(Action item) Give back exactly the lines from the start of the listing to the line containing "pub fn user(content: impl", inclusive, and nothing beyond them.

====

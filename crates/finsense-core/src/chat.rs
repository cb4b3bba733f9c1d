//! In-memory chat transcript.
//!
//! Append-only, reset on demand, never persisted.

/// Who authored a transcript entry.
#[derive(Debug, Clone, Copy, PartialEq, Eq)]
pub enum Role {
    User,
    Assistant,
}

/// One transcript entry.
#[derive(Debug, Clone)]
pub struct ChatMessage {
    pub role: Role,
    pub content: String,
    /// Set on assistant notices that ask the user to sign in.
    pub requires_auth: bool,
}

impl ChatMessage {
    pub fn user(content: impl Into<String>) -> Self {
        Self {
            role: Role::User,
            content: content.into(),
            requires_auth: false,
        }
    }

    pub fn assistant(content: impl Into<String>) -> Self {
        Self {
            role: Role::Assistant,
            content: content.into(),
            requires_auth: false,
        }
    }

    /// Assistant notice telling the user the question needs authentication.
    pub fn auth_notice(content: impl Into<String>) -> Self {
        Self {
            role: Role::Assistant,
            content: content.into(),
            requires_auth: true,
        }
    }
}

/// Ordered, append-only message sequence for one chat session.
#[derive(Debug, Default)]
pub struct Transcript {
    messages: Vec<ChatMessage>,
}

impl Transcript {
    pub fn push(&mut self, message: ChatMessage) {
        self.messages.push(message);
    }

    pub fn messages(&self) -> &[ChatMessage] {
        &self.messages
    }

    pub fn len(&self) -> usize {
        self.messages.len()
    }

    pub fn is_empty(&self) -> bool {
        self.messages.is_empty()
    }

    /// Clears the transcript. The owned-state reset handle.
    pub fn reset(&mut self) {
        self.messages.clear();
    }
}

====

(Task result)
filename crates/finsense-core/src/chat.rs
repository cb4b3bba733f9c1d
//! In-memory chat transcript.
//!
//! Append-only, reset on demand, never persisted.

/// Who authored a transcript entry.
#[derive(Debug, Clone, Copy, PartialEq, Eq)]
pub enum Role {
    User,
    Assistant,
}

/// One transcript entry.
#[derive(Debug, Clone)]
pub struct ChatMessage {
    pub role: Role,
    pub content: String,
    /// Set on assistant notices that ask the user to sign in.
    pub requires_auth: bool,
}

impl ChatMessage {
    pub fn user(content: impl Into<String>) -> Self {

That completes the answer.